Quando vamos escolher com os noivos textos bíblicos para a celebração do casamento, um dos primeiros a ser lembrado é da primeira Carta de Paulo aos Coríntios: “O amor tudo desculpa, tudo crê, tudo espera, tudo suporta. O amor jamais passará” (1Cor 13,7-8). É o que muitos chamam de “amor incondicional”.
Mas sempre vem esta pergunta: existe mesmo esse amor incondicional? Como entendê-lo? Há muitas controvérsias. Mas parece que não seria exagerado dizer que, na verdade, não existe um amor incondicional. Haverá sempre alguma condição...
Por exemplo: todos aprendemos que o amor de Deus é pleno, é gratuito, não depende de a gente merecer. Ama porque ama, porque não poderia jamais deixar de amar. Contudo, Jesus também faz a suas exigências: amor, perdão, renúncia, justiça. Nada exige para sermos amados por ele. Mas pede uma contrapartida para alcançarmos a felicidade e a salvação.

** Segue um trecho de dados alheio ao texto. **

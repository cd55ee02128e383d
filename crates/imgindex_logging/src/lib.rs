//! Shared logging setup for imgindex binaries.

use anyhow::{Context, Result};
use std::fs;
use std::path::{Path, PathBuf};
use tracing_appender::non_blocking::WorkerGuard;
use tracing_subscriber::{layer::SubscriberExt, util::SubscriberInitExt, EnvFilter, Layer};

pub const DEFAULT_LOG_FILTER: &str = "imgindex=info,imgindex_logging=info";

/// Logging configuration for a binary.
pub struct LogConfig<'a> {
    pub app_name: &'a str,
    /// Directory for the rolling log file. `None` disables file logging.
    pub log_dir: Option<&'a Path>,
    pub verbose: bool,
}

/// Keeps the non-blocking file writer alive; hold it until exit.
pub struct LogGuard {
    file: Option<WorkerGuard>,
}

impl LogGuard {
    pub fn has_file_writer(&self) -> bool {
        self.file.is_some()
    }
}

/// Initialize tracing with a daily rolling file writer and stderr output.
///
/// The console only shows warnings unless `verbose` is set, so command
/// output on stdout stays machine-readable.
pub fn init_logging(config: LogConfig<'_>) -> Result<LogGuard> {
    let file_filter = EnvFilter::try_from_default_env()
        .unwrap_or_else(|_| EnvFilter::new(DEFAULT_LOG_FILTER));

    let console_filter = if config.verbose {
        file_filter.clone()
    } else {
        EnvFilter::new("warn")
    };

    let mut file_guard = None;
    let file_layer = match config.log_dir {
        Some(dir) => match ensure_dir(dir) {
            Ok(dir) => {
                let appender =
                    tracing_appender::rolling::daily(dir, log_file_name(config.app_name));
                let (writer, guard) = tracing_appender::non_blocking(appender);
                file_guard = Some(guard);
                Some(
                    tracing_subscriber::fmt::layer()
                        .with_writer(writer)
                        .with_ansi(false)
                        .with_filter(file_filter),
                )
            }
            Err(err) => {
                eprintln!("Warning: file logging disabled: {:#}", err);
                None
            }
        },
        None => None,
    };

    tracing_subscriber::registry()
        .with(file_layer)
        .with(
            tracing_subscriber::fmt::layer()
                .with_writer(std::io::stderr)
                .with_filter(console_filter),
        )
        .try_init()
        .context("Failed to install tracing subscriber")?;

    Ok(LogGuard { file: file_guard })
}

fn ensure_dir(dir: &Path) -> Result<PathBuf> {
    fs::create_dir_all(dir)
        .with_context(|| format!("Failed to create logs directory: {}", dir.display()))?;
    Ok(dir.to_path_buf())
}

fn log_file_name(app_name: &str) -> String {
    format!("{}.log", sanitize_name(app_name))
}

fn sanitize_name(name: &str) -> String {
    name.chars()
        .map(|ch| if ch.is_ascii_alphanumeric() || ch == '-' || ch == '_' { ch } else { '_' })
        .collect()
}

#[cfg(test)]
mod tests {
    use super::*;

    #[test]
    fn log_file_name_is_sanitized() {
        assert_eq!(log_file_name("imgindex"), "imgindex.log");
        assert_eq!(log_file_name("img index/v2"), "img_index_v2.log");
    }

    // The only test that installs the global subscriber.
    #[test]
    fn init_logging_attaches_file_writer() {
        let temp = tempfile::TempDir::new().unwrap();
        let log_dir = temp.path().join("logs");
        let guard = init_logging(LogConfig {
            app_name: "imgindex-test",
            log_dir: Some(&log_dir),
            verbose: false,
        })
        .unwrap();
        assert!(guard.has_file_writer());
        assert!(log_dir.is_dir());
    }

    #[test]
    fn ensure_dir_creates_nested_directories() {
        let temp = tempfile::TempDir::new().unwrap();
        let nested = temp.path().join("a").join("logs");
        let created = ensure_dir(&nested).unwrap();
        assert!(created.is_dir());
    }
}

Também o amor de mãe é considerado incondicional. “Amo meu filho e nada no mundo vai apagar esse sentimento”. “Amo e não preciso de razões para isso”. Mas não deixa de ter também as suas condições.
Sem um mínimo de exigência, o amor pode se transformar em conivência com o erro, indiferença, descompromisso, falta de interesse. Quem ama de verdade, quem se importa cobra, exige, corrige... “Amor sem exigência é humilhante”.

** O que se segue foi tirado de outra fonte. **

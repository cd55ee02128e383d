//! Semantic validation of parsed filenames
//!
//! Checks run in a fixed order and never short-circuit; every broken rule
//! is reported:
//!
//! 1. vocabulary: view-type, zone, category
//! 2. identifier round-trip through the codec
//! 3. sequence range
//! 4. corpus uniqueness (identifier, then sequence in its zone/category bucket)
//! 5. per-zone field requirements, then capture date calendar check
//!
//! Step 4 only runs when a [`CorpusState`] is supplied.

use super::corpus::CorpusState;
use super::error::SemanticError;
use super::types::ParsedFilename;
use super::vocab::{FieldRequirement, ViewType, Vocabulary};
use chrono::NaiveDate;
use imgindex_ids::{decode_id, IdParts, Identifier};
use serde::Serialize;

const MAX_SEQUENCE: u32 = 99;
const DATE_FORMAT: &str = "%Y%m%d";

/// Outcome of validating one parsed filename.
#[derive(Debug, Clone, PartialEq, Eq)]
pub struct ValidationResult {
    filename: String,
    parts: IdParts,
    errors: Vec<SemanticError>,
}

impl ValidationResult {
    pub fn is_valid(&self) -> bool {
        self.errors.is_empty()
    }

    pub fn filename(&self) -> &str {
        &self.filename
    }

    /// Decoded coordinates, available even when validation failed.
    pub fn parts(&self) -> IdParts {
        self.parts
    }

    /// Errors in reporting order.
    pub fn errors(&self) -> &[SemanticError] {
        &self.errors
    }

    pub fn first_error(&self) -> Option<&SemanticError> {
        self.errors.first()
    }

    pub fn into_errors(self) -> Vec<SemanticError> {
        self.errors
    }
}

impl Serialize for ValidationResult {
    fn serialize<S>(&self, serializer: S) -> Result<S::Ok, S::Error>
    where
        S: serde::Serializer,
    {
        use serde::ser::SerializeStruct;

        #[derive(Serialize)]
        struct ErrorView<'a> {
            kind: &'a str,
            message: String,
        }

        let errors: Vec<ErrorView<'_>> = self
            .errors
            .iter()
            .map(|e| ErrorView {
                kind: e.kind(),
                message: e.to_string(),
            })
            .collect();

        let mut state = serializer.serialize_struct("ValidationResult", 4)?;
        state.serialize_field("filename", &self.filename)?;
        state.serialize_field("valid", &self.is_valid())?;
        state.serialize_field("decoded", &self.parts)?;
        state.serialize_field("errors", &errors)?;
        state.end()
    }
}

/// Validate one parsed filename.
///
/// With `corpus` set, duplicates against earlier accepted files are errors
/// and an accepted file is recorded in the state. Rejected files leave the
/// state untouched.
pub fn validate(
    parsed: &ParsedFilename,
    vocab: &Vocabulary,
    corpus: Option<&mut CorpusState>,
) -> ValidationResult {
    let identifier = parsed.identifier();
    let parts = decode_id(identifier.value());
    let mut errors = Vec::new();

    check_vocabulary(parsed, parts, vocab, &mut errors);
    check_round_trip(identifier.value(), parts, &mut errors);
    check_sequence_range(parts, &mut errors);

    if let Some(state) = corpus.as_deref() {
        check_uniqueness(state, identifier, parts, &mut errors);
    }

    check_zone_requirements(parsed, parts, vocab, &mut errors);
    check_capture_date(parsed, &mut errors);

    if errors.is_empty() {
        if let Some(state) = corpus {
            state.record(identifier, parts);
        }
    }

    ValidationResult {
        filename: parsed.filename().to_string(),
        parts,
        errors,
    }
}

fn check_vocabulary(
    parsed: &ParsedFilename,
    parts: IdParts,
    vocab: &Vocabulary,
    errors: &mut Vec<SemanticError>,
) {
    if ViewType::from_code(parsed.view_code()).is_none() {
        errors.push(SemanticError::UnknownViewType {
            code: parsed.view_code().to_string(),
        });
    }
    if vocab.zone_label(parts.zone).is_none() {
        errors.push(SemanticError::UnknownZone { zone_id: parts.zone });
    }
    if vocab.category_label(parts.category).is_none() {
        errors.push(SemanticError::UnknownCategory {
            category_id: parts.category,
        });
    }
}

fn check_round_trip(identifier: u32, parts: IdParts, errors: &mut Vec<SemanticError>) {
    let recomposed = parts.encode();
    if recomposed != identifier {
        errors.push(SemanticError::IdentifierMismatch {
            identifier,
            parts,
            recomposed,
        });
    }
}

// Guaranteed by the codec's modulo; kept for parts built by hand.
fn check_sequence_range(parts: IdParts, errors: &mut Vec<SemanticError>) {
    if parts.sequence > MAX_SEQUENCE {
        errors.push(SemanticError::SequenceOutOfRange {
            sequence: parts.sequence,
        });
    }
}

fn check_uniqueness(
    state: &CorpusState,
    identifier: Identifier,
    parts: IdParts,
    errors: &mut Vec<SemanticError>,
) {
    if state.contains_identifier(identifier) {
        errors.push(SemanticError::DuplicateIdentifier { identifier });
    }
    if state.contains_sequence(parts) {
        errors.push(SemanticError::DuplicateSequence {
            zone_id: parts.zone,
            category_id: parts.category,
            sequence: parts.sequence,
        });
    }
}

fn check_zone_requirements(
    parsed: &ParsedFilename,
    parts: IdParts,
    vocab: &Vocabulary,
    errors: &mut Vec<SemanticError>,
) {
    for requirement in vocab.requirements_for(parts.zone) {
        let satisfied = match requirement {
            FieldRequirement::CaptureDate => parsed.date().is_some(),
            FieldRequirement::Year => year_of(parsed).is_some(),
        };
        if satisfied {
            continue;
        }
        let zone_id = parts.zone;
        let zone = vocab.zone_display(zone_id);
        errors.push(match requirement {
            FieldRequirement::CaptureDate => SemanticError::MissingCaptureDate { zone_id, zone },
            FieldRequirement::Year => SemanticError::MissingYear { zone_id, zone },
        });
    }
}

fn check_capture_date(parsed: &ParsedFilename, errors: &mut Vec<SemanticError>) {
    if let Some(date) = parsed.date() {
        if NaiveDate::parse_from_str(date, DATE_FORMAT).is_err() {
            errors.push(SemanticError::InvalidCaptureDate {
                date: date.to_string(),
            });
        }
    }
}

/// Year carried by a filename: the capture date's year, else a `19xx`/`20xx`
/// detail segment.
pub fn year_of(parsed: &ParsedFilename) -> Option<u32> {
    if let Some(date) = parsed.date() {
        return date.get(..4).and_then(|y| y.parse().ok());
    }
    parsed.detail_segments().find_map(year_segment)
}

fn year_segment(segment: &str) -> Option<u32> {
    if segment.len() != 4 || !segment.bytes().all(|b| b.is_ascii_digit()) {
        return None;
    }
    let year: u32 = segment.parse().ok()?;
    (1900..=2099).contains(&year).then_some(year)
}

Não teria qualquer sentido se pais que são humilhados, desprezados, agredidos se calassem ou fizessem de conta que “está tudo bem”. É normal que muitas vezes se sintam ressentidos, com raiva, tristes, decepcionados ou revoltados, quando não percebem um mínimo de valor ou de reconhecimento pelo amor que dão aos seus filhos.
Isso acontece sobretudo quando a droga entra na relação. Com todo amor que os pais têm pelos filhos, amor quase mesmo incondicional, é natural que venham sentimentos como tristeza, vergonha, decepção, impotência, culpa, sobretudo quando vem aquela eterna dúvida: “onde foi que eu errei?!”.

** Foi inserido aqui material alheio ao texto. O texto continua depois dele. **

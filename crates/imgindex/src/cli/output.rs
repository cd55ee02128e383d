//! Output formatting utilities for CLI commands

use anyhow::Context;
use comfy_table::{presets::UTF8_FULL_CONDENSED, Cell, Color, ContentArrangement, Table};
use serde::Serialize;

/// Print a table with cyan headers
pub fn print_table(headers: &[&str], rows: Vec<Vec<String>>) {
    println!("{}", build_table(headers, rows));
}

pub fn build_table(headers: &[&str], rows: Vec<Vec<String>>) -> Table {
    let mut table = Table::new();
    table
        .load_preset(UTF8_FULL_CONDENSED)
        .set_content_arrangement(ContentArrangement::Dynamic);

    let header_cells: Vec<Cell> = headers
        .iter()
        .map(|h| Cell::new(h).fg(Color::Cyan))
        .collect();
    table.set_header(header_cells);

    for row in rows {
        table.add_row(row);
    }
    table
}

/// Print a table where each cell may carry a color
pub fn print_table_colored(headers: &[&str], rows: Vec<Vec<(String, Option<Color>)>>) {
    let mut table = Table::new();
    table
        .load_preset(UTF8_FULL_CONDENSED)
        .set_content_arrangement(ContentArrangement::Dynamic);

    let header_cells: Vec<Cell> = headers
        .iter()
        .map(|h| Cell::new(h).fg(Color::Cyan))
        .collect();
    table.set_header(header_cells);

    for row in rows {
        let cells: Vec<Cell> = row
            .into_iter()
            .map(|(text, color)| match color {
                Some(c) => Cell::new(text).fg(c),
                None => Cell::new(text),
            })
            .collect();
        table.add_row(cells);
    }

    println!("{}", table);
}

/// Pretty JSON on stdout
pub fn print_json<T: Serialize>(value: &T) -> anyhow::Result<()> {
    let text = serde_json::to_string_pretty(value).context("Failed to serialize JSON output")?;
    println!("{}", text);
    Ok(())
}

/// `valid` out of `total` as a percentage with one decimal ("87.5%").
pub fn format_rate(valid: usize, total: usize) -> String {
    if total == 0 {
        return "-".to_string();
    }
    format!("{:.1}%", valid as f64 * 100.0 / total as f64)
}

/// Green for a full rate, yellow when partial, red at zero.
pub fn color_for_rate(valid: usize, total: usize) -> Color {
    if total > 0 && valid == total {
        Color::Green
    } else if valid == 0 {
        Color::Red
    } else {
        Color::Yellow
    }
}

#[cfg(test)]
mod tests {
    use super::*;

    #[test]
    fn test_format_rate() {
        assert_eq!(format_rate(7, 8), "87.5%");
        assert_eq!(format_rate(3, 3), "100.0%");
        assert_eq!(format_rate(0, 0), "-");
    }

    #[test]
    fn test_color_for_rate() {
        assert_eq!(color_for_rate(2, 2), Color::Green);
        assert_eq!(color_for_rate(1, 2), Color::Yellow);
        assert_eq!(color_for_rate(0, 2), Color::Red);
    }

    #[test]
    fn test_build_table_contains_cells() {
        let table = build_table(&["Zone", "Total"], vec![vec!["bathroom".into(), "4".into()]]);
        let text = table.to_string();
        assert!(text.contains("bathroom"));
        assert!(text.contains("Total"));
    }
}
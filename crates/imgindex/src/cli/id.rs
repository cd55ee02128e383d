//! Id command - identifier codec tools

use crate::cli::error::HelpfulError;
use crate::cli::output::{print_json, print_table};
use crate::cli::Status;
use imgindex::naming::{decode_id, IdParts, Identifier, Vocabulary};
use imgindex::AppConfig;
use serde::Serialize;

#[derive(Debug)]
pub enum IdAction {
    Decode { id: String },
    Encode { zone: u32, category: u32, sequence: u32 },
}

#[derive(Debug)]
pub struct IdArgs {
    pub action: IdAction,
    pub json: bool,
}

#[derive(Debug, Serialize, PartialEq, Eq)]
pub struct IdReport {
    pub identifier: String,
    pub value: u32,
    pub zone_id: u32,
    pub zone: Option<String>,
    pub category_id: u32,
    pub category: Option<String>,
    pub sequence: u32,
    /// decode(encode(parts)) gives the parts back
    pub round_trip: bool,
}

impl IdReport {
    fn new(identifier: Identifier, requested: IdParts, vocab: &Vocabulary) -> Self {
        Self {
            identifier: identifier.padded(),
            value: identifier.value(),
            zone_id: requested.zone,
            zone: vocab.zone_label(requested.zone).map(str::to_string),
            category_id: requested.category,
            category: vocab.category_label(requested.category).map(str::to_string),
            sequence: requested.sequence,
            round_trip: decode_id(identifier.value()) == requested,
        }
    }
}

pub fn decode(raw: &str, vocab: &Vocabulary) -> Result<IdReport, HelpfulError> {
    let value: u32 = raw
        .trim()
        .parse()
        .map_err(|_| HelpfulError::invalid_identifier(raw, "not a non-negative integer"))?;
    let identifier =
        Identifier::new(value).map_err(|e| HelpfulError::invalid_identifier(raw, &e.to_string()))?;
    Ok(IdReport::new(identifier, identifier.parts(), vocab))
}

pub fn encode(parts: IdParts, vocab: &Vocabulary) -> Result<IdReport, HelpfulError> {
    let identifier = Identifier::from_parts(parts)
        .map_err(|e| HelpfulError::invalid_identifier(&parts.to_string(), &e.to_string()))?;
    Ok(IdReport::new(identifier, parts, vocab))
}

pub fn run(args: IdArgs, config: &AppConfig) -> anyhow::Result<Status> {
    let vocab = config.vocabulary();
    let report = match args.action {
        IdAction::Decode { id } => decode(&id, &vocab)?,
        IdAction::Encode {
            zone,
            category,
            sequence,
        } => encode(IdParts::new(zone, category, sequence), &vocab)?,
    };

    if args.json {
        print_json(&report)?;
    } else {
        let unknown = || "(unknown)".to_string();
        print_table(
            &["Identifier", "Zone", "Category", "Sequence"],
            vec![vec![
                report.identifier.clone(),
                format!("{} {}", report.zone_id, report.zone.clone().unwrap_or_else(unknown)),
                format!(
                    "{} {}",
                    report.category_id,
                    report.category.clone().unwrap_or_else(unknown)
                ),
                format!("{:02}", report.sequence),
            ]],
        );
        if !report.round_trip {
            println!(
                "WARNING: coordinates do not round-trip; {} decodes to {}",
                report.identifier,
                decode_id(report.value)
            );
        }
    }

    Ok(Status::from_clean(report.round_trip))
}

#[cfg(test)]
mod tests {
    use super::*;

    #[test]
    fn test_decode_with_labels() {
        let report = decode("2101", &Vocabulary::default()).unwrap();
        assert_eq!(report.zone.as_deref(), Some("bathroom"));
        assert_eq!(report.category.as_deref(), Some("plumbing"));
        assert_eq!(report.sequence, 1);
        assert!(report.round_trip);

        let short = decode("42", &Vocabulary::default()).unwrap();
        assert_eq!(short.identifier, "0042");
        assert_eq!(short.zone.as_deref(), Some("worksite"));
    }

    #[test]
    fn test_decode_rejects_bad_input() {
        assert!(decode("10000", &Vocabulary::default()).is_err());
        assert!(decode("abc", &Vocabulary::default()).is_err());
    }

    #[test]
    fn test_encode_round_trip_flag() {
        let ok = encode(IdParts::new(3, 6, 1), &Vocabulary::default()).unwrap();
        assert_eq!(ok.identifier, "3601");
        assert!(ok.round_trip);

        // category 12 overflows into the zone digit
        let overflow = encode(IdParts::new(1, 12, 0), &Vocabulary::default()).unwrap();
        assert_eq!(overflow.identifier, "2200");
        assert!(!overflow.round_trip);

        assert!(encode(IdParts::new(10, 0, 0), &Vocabulary::default()).is_err());
    }

    #[test]
    fn test_encode_overflowing_coordinates_is_an_error() {
        let vocab = Vocabulary::default();
        assert!(encode(IdParts::new(4_294_968, 0, 0), &vocab).is_err());
        assert!(encode(IdParts::new(0, u32::MAX, 0), &vocab).is_err());
        let err = encode(IdParts::new(0, 0, u32::MAX), &vocab).unwrap_err();
        assert!(err.message.contains("Invalid identifier"));
    }
}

A gente percebe essa angústia também na relação a dois. Quase sempre a pessoa se casa com esse sonho do amor incondicional, para toda a vida, custe o que custar. Quer experienciar um amor que se doa, que faz o possível e o impossível para ver o outro feliz, para perseverar sempre. Quer dar e receber um amor que tudo perdoa, tudo desculpa, tudo crê, tudo suporta.
Mas a realidade muitas vezes nos “puxa o tapete”. Nos arranca das nuvens e nos lança no chão, muitas vezes pedregoso e espinhoso, da realidade.
E então descobrimos, com uma envergonhada decepção, que todos somos, em maior ou menor escala, como diria Ana D’Araújo, “seres da barganha, do ‘toma lá - da cá’, e sempre ficamos à espera de retribuição para tudo o que ofertamos, de uma maneira ou de outra”. E os questionamentos são inevitáveis: “Eu não posso amar sozinho(a)”. “Como posso continuar uma relação onde eu faço de tudo e nada recebo em troca?”.
Essa reflexão vamos encontrar de uma forma muito bonita e profunda nos princípios e propostas do “Amor-Exigente”. Como dizem lá: “Eu amo você, mas não aceito tudo o que você faz”. Aliás, amor pressupõe também a capacidade de discordar da pessoa amada. “A discordância é um sinal de amorosidade, quando feita com respeito”, diz Mário Sérgio Cortela. “Se eu vivo com alguém que sempre concorda comigo em tudo que eu faço, é sinal de que talvez essa pessoa não se importe tanto comigo”. Eu compreendo, perdoo, quero ajudar, mas não aceito tal ou tal coisa. Esse é também o jeito de Jesus. Detesta o pecado, mas ama o pecador. Ama de maneira totalmente gratuita e desinteressada. Mas coloca exigências. Impõe limites. É um amor incondicional que não aceita tudo.
Muitas vezes, o amor incondicional não passa de uma forma disfarçada de permissividade, indiferença, apatia, egoísmo, que pode induzir o outro ao erro e ao vício, ou deixá-lo sozinho na sua luta contra a doença e a fraqueza. E ele pode, sim, se tornar realidade numa relação construída pela verdade, pela honestidade, pela transparência e pelo diálogo amoroso. “O Teu amor sem exigência me diminui; a tua exigência sem amor me revolta; o teu amor exigente me engrandece.” (Pe. Henri Caffarel).